Здесь – в этой болезненности, в этом чувстве вины, в тошноте к собственному телу, в бутылках водки, с порошком брома и хинина, в белой горячке, с пьяной проституткой на коленях, под истеричный хохот – в Петербурге начинались дионисийствующие варвары футуристов. Тот же Дудкин занимался теорией «о необходимости разрушать культуру; период изжитого гуманизма закончен; история – выветренный рухляк: наступает период здорового варварства, прибивающийся из народного низа <…>: Александр Иванович проповедовал сожжение библиотек, университетов, музеев, призвание монголов».
Вот что отразилось в зеркале, которое Белый выставил на поребрике Невского проспекта.

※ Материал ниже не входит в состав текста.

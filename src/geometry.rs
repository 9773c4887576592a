//! Segment intersection on the integer pixel lattice.
//!
//! All coordinates are whole pixels, so the orientation test is exact:
//! cross products are widened to i128 and compared against zero without
//! any epsilon.

/// A point on the floor-plan pixel grid.
#[derive(Debug, Clone, Copy, PartialEq, Eq, Hash, serde::Serialize, serde::Deserialize)]
pub struct Point {
    pub x: i64,
    pub y: i64,
}

impl Point {
    pub const fn new(x: i64, y: i64) -> Self {
        Point { x, y }
    }
}

/// A straight segment between two grid points.
#[derive(Debug, Clone, Copy, PartialEq, Eq)]
pub struct Segment {
    pub a: Point,
    pub b: Point,
}

impl Segment {
    pub const fn new(a: Point, b: Point) -> Self {
        Segment { a, b }
    }

    /// Both endpoints coincide.
    #[inline]
    pub fn is_degenerate(&self) -> bool {
        self.a == self.b
    }

    #[inline]
    pub fn intersects(&self, other: &Segment) -> bool {
        segments_intersect(self.a, self.b, other.a, other.b)
    }
}

/// Orientation of an ordered point triplet.
#[derive(Debug, Clone, Copy, PartialEq, Eq)]
pub enum Orientation {
    Collinear,
    Clockwise,
    CounterClockwise,
}

/// Classify the triplet `(p, q, r)` by the sign of
/// `(q.y - p.y) * (r.x - q.x) - (q.x - p.x) * (r.y - q.y)`.
#[inline]
pub fn orientation(p: Point, q: Point, r: Point) -> Orientation {
    let (px, py) = (p.x as i128, p.y as i128);
    let (qx, qy) = (q.x as i128, q.y as i128);
    let (rx, ry) = (r.x as i128, r.y as i128);
    let (a, b) = (qy - py, rx - qx);
    let (c, d) = (qx - px, ry - qy);
    let sign = match (a.checked_mul(b), c.checked_mul(d)) {
        (Some(lhs), Some(rhs)) => lhs.cmp(&rhs),
        // only reachable with coordinates near both ends of i64
        _ => (a as f64 * b as f64).total_cmp(&(c as f64 * d as f64)),
    };
    match sign {
        std::cmp::Ordering::Equal => Orientation::Collinear,
        std::cmp::Ordering::Greater => Orientation::Clockwise,
        std::cmp::Ordering::Less => Orientation::CounterClockwise,
    }
}

/// True when `q` lies inside the bounding box spanned by `p` and `r`.
///
/// Only meaningful once `p`, `q`, `r` are known to be collinear.
#[inline]
pub fn on_segment(p: Point, q: Point, r: Point) -> bool {
    q.x <= p.x.max(r.x) && q.x >= p.x.min(r.x) && q.y <= p.y.max(r.y) && q.y >= p.y.min(r.y)
}

/// Returns true if segment `p1q1` intersects segment `p2q2`.
///
/// The general case fires when both orientation pairs differ; the collinear
/// touching cases are checked afterwards in the order
/// `p1q1 x p2`, `p1q1 x q2`, `p2q2 x p1`, `p2q2 x q1`.
///
/// A zero-length segment on either side never intersects anything.
#[inline]
pub fn segments_intersect(p1: Point, q1: Point, p2: Point, q2: Point) -> bool {
    if p1 == q1 || p2 == q2 {
        return false;
    }

    let o1 = orientation(p1, q1, p2);
    let o2 = orientation(p1, q1, q2);
    let o3 = orientation(p2, q2, p1);
    let o4 = orientation(p2, q2, q1);

    if o1 != o2 && o3 != o4 {
        return true;
    }

    use Orientation::Collinear;
    (o1 == Collinear && on_segment(p1, p2, q1))
        || (o2 == Collinear && on_segment(p1, q2, q1))
        || (o3 == Collinear && on_segment(p2, p1, q2))
        || (o4 == Collinear && on_segment(p2, q1, q2))
}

Итак. Буддизм, разговоры об экстрасенсах, о загробном мире. Отголоски научных открытий – наиболее любопытных. Жёлтая пресса, выворачивающая чью-то жизнь: пачкающая, зловонная, но всё же соблазнительная. Сумасшедшие, пьянствующие и дионисийствующие… Зачем сейчас, почти сто лет спустя, заглядывать в ту эпоху? К чему вычитывать в «Петербурге» мысли тех обывателей?.. Да потому что ничего не изменилось. Человек остался человеком. Всё, что наполняло сознание тех людей, наполняет и наше сознание. Один к одному. Только вывески другие. И безумие то же, и тошнота та же. И террористы, и наркотики. И буйствующие варвары, под любым предлогом выходящие на улицы, стадионы и начинающие всё громить, поджигать. Убийства, насилие. «Переменчива там череда; а здесь – неизменна». Спиритизм, сатанизм, социализм, буддизм. И ещё тысяча измов, а с ними – папуасы и эшафотные выкрики «Пейте какао Ван-Гутена!».

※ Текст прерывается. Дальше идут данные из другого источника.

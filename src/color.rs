//! Layer 2: Color Application
//!
//! Maps per-pixel damping onto the green-to-blue signal scale and merges the
//! result back into the floor plan's pixel colors.

use crate::attenuation::{AttenuationAlgorithm, Friis};
use crate::config::EngineConfig;
use crate::plan::FloorPlan;

/// Color shown where no usable signal reaches.
pub const OUT_OF_RANGE_COLOR: &str = "#0000ff";

/// 8-bit RGB color
#[derive(Debug, Clone, Copy, PartialEq, Eq)]
pub struct Rgb {
    pub r: u8,
    pub g: u8,
    pub b: u8,
}

impl Rgb {
    pub fn new(r: u8, g: u8, b: u8) -> Self {
        Rgb { r, g, b }
    }

    /// Parse a `#rrggbb` color.
    pub fn from_hex(hex: &str) -> Option<Self> {
        let digits = hex.strip_prefix('#')?;
        if digits.len() != 6 || !digits.bytes().all(|b| b.is_ascii_hexdigit()) {
            return None;
        }
        let channel = |i: usize| u8::from_str_radix(&digits[i..i + 2], 16).ok();
        Some(Rgb::new(channel(0)?, channel(2)?, channel(4)?))
    }

    pub fn to_hex(self) -> String {
        format!("#{:02x}{:02x}{:02x}", self.r, self.g, self.b)
    }
}

/// Color for the strongest signal at a pixel.
///
/// The damping is doubled for display: green fades and blue grows by two
/// steps per dB. Anything from 128 dB up renders as `OUT_OF_RANGE_COLOR`.
pub fn signal_color(strongest_db: f64) -> String {
    let scaled = strongest_db * 2.0;
    if !scaled.is_finite() || scaled >= 256.0 {
        return OUT_OF_RANGE_COLOR.to_string();
    }

    let level = scaled.max(0.0) as u8;
    Rgb::new(0, 0xff - level, level).to_hex()
}

/// Merge a damping grid into the original pixels.
///
/// Structural pixels (`None`) keep their input color.
pub fn apply_zone_colors(pixels: &[String], damping: &[Option<f64>]) -> Vec<String> {
    pixels
        .iter()
        .zip(damping)
        .map(|(pixel, db)| match db {
            Some(db) => signal_color(*db),
            None => pixel.clone(),
        })
        .collect()
}

/// Compute the signal heatmap of a floor plan.
///
/// Returns a new pixel sequence of the same length and order; the plan is
/// left untouched.
pub fn compute_zones(plan: &FloorPlan, config: EngineConfig) -> Vec<String> {
    let damping = Friis::new(config).calculate(plan);
    apply_zone_colors(&plan.pixels, &damping)
}

/// Converts a color grid to a formatted string for debugging
pub fn zone_grid_to_string(colors: &[String], width: usize) -> String {
    let mut result = String::new();

    for row in colors.chunks(width.max(1)) {
        result.push_str(&row.join(" "));
        result.push('\n');
    }
    result
}

#[cfg(test)]
mod tests {
    use super::*;

    #[test]
    fn test_rgb_hex() {
        let color = Rgb::from_hex("#0a9fF0").unwrap();
        assert_eq!(color, Rgb::new(0x0a, 0x9f, 0xf0));
        assert_eq!(color.to_hex(), "#0a9ff0");

        assert_eq!(Rgb::from_hex("0a9ff0"), None);
        assert_eq!(Rgb::from_hex("#0a9ff"), None);
        assert_eq!(Rgb::from_hex("#+f+f+f"), None);
        assert_eq!(Rgb::from_hex("#zz9ff0"), None);
    }

    #[test]
    fn test_signal_color_scale() {
        assert_eq!(signal_color(0.0), "#00ff00");
        assert_eq!(signal_color(48.0), "#009f60");
        // single-digit channels are zero padded
        assert_eq!(signal_color(4.0), "#00f708");
        assert_eq!(signal_color(127.0), "#0001fe");
    }

    #[test]
    fn test_signal_color_saturates() {
        assert_eq!(signal_color(128.0), OUT_OF_RANGE_COLOR);
        assert_eq!(signal_color(500.0), OUT_OF_RANGE_COLOR);
        assert_eq!(signal_color(f64::INFINITY), OUT_OF_RANGE_COLOR);
        assert_eq!(signal_color(f64::NAN), OUT_OF_RANGE_COLOR);
    }

    #[test]
    fn test_apply_keeps_structural_pixels() {
        let pixels = vec!["#999999".to_string(), "#f0f0f0".to_string()];
        let colors = apply_zone_colors(&pixels, &[None, Some(0.0)]);
        assert_eq!(colors, vec!["#999999", "#00ff00"]);
    }

    #[test]
    fn test_zone_grid_to_string() {
        let colors = vec!["#000001".to_string(), "#000002".to_string(), "#000003".to_string()];
        assert_eq!(zone_grid_to_string(&colors, 2), "#000001 #000002\n#000003\n");
    }
}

Всё уже было. Когда понимаешь это, становится легче. Нет, наш мир не падает в яму. Мы не гибнем. Сердца наши не изгнили. Мы не станем студентами Немовецкими, и чёрная бездна нас не поглотит. Всё уже было; а люди выжили; и кажется, стали лучше. «Петербург» Белого пугает чёрным дымом небылиц, но в то же время – успокаивает. Потому что видишь, что сейчас дым этот уже не так крепок, не так губителен. Однажды он развеется вовсе. И свежим воздухом выйдет дышать новый – лучший человек.